WORK REQUEST >> Please print only the top portion of the entries below, ending with the line that contains "inherited from the", exactly as written.

═════ INPUT RECORDS ═════

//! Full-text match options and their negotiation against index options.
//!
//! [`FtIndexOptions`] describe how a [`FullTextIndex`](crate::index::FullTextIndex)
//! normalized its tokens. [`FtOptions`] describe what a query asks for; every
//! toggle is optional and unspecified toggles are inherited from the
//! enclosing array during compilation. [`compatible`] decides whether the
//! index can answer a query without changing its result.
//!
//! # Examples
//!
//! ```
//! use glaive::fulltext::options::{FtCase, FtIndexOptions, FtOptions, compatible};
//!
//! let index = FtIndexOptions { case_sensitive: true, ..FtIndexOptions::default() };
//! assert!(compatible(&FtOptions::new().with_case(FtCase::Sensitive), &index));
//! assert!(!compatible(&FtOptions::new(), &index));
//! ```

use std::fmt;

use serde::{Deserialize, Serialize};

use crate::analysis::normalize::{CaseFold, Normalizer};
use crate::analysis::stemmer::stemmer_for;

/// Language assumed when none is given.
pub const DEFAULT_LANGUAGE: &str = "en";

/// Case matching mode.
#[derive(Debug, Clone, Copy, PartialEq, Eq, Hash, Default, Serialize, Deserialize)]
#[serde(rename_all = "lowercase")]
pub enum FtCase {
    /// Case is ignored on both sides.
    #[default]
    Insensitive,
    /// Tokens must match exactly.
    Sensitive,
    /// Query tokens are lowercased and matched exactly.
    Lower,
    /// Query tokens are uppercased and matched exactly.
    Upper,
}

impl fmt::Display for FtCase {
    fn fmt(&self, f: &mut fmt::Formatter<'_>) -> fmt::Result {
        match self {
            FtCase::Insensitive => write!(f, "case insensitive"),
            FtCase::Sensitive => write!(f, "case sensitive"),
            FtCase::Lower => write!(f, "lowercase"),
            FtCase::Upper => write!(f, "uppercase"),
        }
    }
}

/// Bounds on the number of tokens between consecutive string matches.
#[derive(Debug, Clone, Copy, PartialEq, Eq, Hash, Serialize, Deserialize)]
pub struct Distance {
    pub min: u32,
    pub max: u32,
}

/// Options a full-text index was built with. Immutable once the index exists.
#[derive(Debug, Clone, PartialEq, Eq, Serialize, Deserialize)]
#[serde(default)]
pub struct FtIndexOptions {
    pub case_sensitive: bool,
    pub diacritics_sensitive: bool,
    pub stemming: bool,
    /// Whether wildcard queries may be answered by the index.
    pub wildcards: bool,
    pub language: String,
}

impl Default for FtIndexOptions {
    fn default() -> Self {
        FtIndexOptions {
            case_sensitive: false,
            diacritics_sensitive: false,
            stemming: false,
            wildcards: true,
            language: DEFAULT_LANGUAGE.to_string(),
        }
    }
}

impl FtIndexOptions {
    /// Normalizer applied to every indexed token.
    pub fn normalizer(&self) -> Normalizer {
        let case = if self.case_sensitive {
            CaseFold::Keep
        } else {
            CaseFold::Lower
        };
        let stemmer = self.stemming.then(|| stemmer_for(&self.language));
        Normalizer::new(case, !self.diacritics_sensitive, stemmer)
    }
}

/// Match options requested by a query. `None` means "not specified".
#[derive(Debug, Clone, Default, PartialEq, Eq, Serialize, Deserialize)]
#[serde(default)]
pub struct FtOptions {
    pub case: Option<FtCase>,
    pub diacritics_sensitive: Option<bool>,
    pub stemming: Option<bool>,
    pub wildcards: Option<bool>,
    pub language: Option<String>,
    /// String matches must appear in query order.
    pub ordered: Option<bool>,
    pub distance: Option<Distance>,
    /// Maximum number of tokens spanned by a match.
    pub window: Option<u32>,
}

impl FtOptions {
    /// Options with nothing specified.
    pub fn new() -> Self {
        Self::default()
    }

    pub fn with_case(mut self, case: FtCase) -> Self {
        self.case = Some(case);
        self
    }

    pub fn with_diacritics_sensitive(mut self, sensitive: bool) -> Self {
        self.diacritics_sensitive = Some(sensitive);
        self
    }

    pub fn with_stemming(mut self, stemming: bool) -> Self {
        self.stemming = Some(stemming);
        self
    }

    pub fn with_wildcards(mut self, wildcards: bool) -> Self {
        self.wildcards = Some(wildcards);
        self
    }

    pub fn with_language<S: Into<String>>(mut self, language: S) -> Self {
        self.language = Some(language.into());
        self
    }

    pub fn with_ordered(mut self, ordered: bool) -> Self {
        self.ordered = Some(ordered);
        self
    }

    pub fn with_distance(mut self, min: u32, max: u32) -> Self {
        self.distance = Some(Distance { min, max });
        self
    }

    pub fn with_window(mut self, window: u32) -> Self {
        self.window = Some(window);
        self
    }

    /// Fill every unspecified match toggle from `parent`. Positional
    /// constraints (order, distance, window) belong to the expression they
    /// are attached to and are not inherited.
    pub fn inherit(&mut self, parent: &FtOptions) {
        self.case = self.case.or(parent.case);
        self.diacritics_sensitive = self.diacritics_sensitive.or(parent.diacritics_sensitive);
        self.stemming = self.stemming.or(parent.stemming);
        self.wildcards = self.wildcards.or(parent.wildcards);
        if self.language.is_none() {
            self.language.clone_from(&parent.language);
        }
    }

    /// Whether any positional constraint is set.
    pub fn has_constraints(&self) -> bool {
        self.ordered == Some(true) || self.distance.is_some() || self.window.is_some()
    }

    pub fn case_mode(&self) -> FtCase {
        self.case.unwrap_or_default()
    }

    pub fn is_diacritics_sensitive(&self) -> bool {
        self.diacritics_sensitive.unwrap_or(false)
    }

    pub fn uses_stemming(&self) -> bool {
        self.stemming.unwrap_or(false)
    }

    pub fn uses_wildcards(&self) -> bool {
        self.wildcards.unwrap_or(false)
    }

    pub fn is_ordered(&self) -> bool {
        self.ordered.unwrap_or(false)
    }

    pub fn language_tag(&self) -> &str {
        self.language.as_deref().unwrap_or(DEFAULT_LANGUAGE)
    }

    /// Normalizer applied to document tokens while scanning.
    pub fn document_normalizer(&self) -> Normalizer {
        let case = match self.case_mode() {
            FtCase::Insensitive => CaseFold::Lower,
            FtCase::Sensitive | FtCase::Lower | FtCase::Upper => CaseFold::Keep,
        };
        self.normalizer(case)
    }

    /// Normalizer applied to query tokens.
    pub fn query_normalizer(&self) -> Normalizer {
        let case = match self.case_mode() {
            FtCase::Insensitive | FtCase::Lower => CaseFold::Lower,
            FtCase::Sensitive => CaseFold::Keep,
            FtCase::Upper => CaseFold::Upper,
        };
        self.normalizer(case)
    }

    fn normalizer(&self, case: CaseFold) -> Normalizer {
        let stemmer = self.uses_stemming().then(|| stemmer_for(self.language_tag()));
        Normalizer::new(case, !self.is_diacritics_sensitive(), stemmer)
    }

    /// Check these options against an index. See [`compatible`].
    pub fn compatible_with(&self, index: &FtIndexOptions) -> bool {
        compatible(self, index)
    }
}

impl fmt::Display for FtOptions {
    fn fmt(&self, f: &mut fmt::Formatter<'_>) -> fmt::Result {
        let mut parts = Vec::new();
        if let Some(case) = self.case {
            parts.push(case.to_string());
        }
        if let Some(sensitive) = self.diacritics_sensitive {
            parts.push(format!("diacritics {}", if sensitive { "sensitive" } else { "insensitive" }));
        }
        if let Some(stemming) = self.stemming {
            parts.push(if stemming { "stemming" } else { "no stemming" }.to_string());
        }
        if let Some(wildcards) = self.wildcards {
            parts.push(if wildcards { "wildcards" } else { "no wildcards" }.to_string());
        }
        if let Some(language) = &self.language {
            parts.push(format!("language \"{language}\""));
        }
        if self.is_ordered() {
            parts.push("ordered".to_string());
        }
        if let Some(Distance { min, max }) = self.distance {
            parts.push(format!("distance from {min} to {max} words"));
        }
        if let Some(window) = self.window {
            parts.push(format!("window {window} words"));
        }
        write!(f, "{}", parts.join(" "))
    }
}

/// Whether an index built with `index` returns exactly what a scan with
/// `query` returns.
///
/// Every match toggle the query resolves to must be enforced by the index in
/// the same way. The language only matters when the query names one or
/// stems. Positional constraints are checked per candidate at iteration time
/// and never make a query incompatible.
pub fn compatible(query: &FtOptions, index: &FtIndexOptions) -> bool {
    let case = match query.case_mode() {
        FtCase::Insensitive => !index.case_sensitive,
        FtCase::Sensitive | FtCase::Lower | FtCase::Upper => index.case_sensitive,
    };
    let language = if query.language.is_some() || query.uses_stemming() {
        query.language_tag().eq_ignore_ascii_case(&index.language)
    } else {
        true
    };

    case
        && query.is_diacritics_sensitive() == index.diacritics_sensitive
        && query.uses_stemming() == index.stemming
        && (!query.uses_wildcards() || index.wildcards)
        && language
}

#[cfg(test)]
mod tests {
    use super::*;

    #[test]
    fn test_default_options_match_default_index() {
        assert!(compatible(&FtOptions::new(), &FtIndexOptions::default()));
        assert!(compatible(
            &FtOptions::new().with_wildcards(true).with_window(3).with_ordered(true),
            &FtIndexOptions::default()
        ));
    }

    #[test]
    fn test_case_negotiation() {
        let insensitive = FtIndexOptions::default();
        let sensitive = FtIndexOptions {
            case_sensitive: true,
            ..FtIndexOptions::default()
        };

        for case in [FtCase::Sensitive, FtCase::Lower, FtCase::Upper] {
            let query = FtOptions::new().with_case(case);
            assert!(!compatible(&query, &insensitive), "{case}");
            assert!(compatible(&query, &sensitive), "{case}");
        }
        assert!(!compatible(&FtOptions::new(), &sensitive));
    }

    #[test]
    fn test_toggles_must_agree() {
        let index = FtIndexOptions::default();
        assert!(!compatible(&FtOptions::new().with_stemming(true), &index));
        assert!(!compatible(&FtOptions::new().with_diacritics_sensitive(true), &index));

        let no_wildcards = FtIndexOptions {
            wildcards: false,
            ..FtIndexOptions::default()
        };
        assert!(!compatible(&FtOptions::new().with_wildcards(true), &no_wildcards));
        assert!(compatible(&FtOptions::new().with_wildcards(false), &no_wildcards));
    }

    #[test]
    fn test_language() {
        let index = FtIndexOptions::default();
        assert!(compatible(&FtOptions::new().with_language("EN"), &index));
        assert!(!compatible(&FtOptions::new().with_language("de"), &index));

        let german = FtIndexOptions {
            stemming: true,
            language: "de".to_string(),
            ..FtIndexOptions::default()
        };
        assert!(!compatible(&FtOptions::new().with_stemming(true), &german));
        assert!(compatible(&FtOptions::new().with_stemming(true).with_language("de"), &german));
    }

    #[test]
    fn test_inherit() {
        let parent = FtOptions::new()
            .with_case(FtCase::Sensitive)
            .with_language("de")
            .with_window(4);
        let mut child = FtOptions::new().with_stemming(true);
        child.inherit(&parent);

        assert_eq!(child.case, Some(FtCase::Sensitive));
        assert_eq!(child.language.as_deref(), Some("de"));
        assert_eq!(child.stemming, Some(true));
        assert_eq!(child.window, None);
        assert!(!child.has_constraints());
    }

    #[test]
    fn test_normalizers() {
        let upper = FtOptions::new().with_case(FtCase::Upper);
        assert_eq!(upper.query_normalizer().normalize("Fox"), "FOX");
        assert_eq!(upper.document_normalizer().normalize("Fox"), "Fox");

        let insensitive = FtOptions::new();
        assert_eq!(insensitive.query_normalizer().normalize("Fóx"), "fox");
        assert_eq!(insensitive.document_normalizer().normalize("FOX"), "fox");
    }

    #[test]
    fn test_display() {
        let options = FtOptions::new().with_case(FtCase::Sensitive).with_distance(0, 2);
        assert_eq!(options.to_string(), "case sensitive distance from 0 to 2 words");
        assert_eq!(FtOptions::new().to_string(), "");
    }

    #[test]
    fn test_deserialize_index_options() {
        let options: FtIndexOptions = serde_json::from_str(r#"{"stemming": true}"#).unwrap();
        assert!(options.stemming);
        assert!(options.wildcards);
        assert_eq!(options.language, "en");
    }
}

═════

EXPECTED ANSWER >>
//! Full-text match options and their negotiation against index options.
//!
//! [`FtIndexOptions`] describe how a [`FullTextIndex`](crate::index::FullTextIndex)
//! normalized its tokens. [`FtOptions`] describe what a query asks for; every
//! toggle is optional and unspecified toggles are inherited from the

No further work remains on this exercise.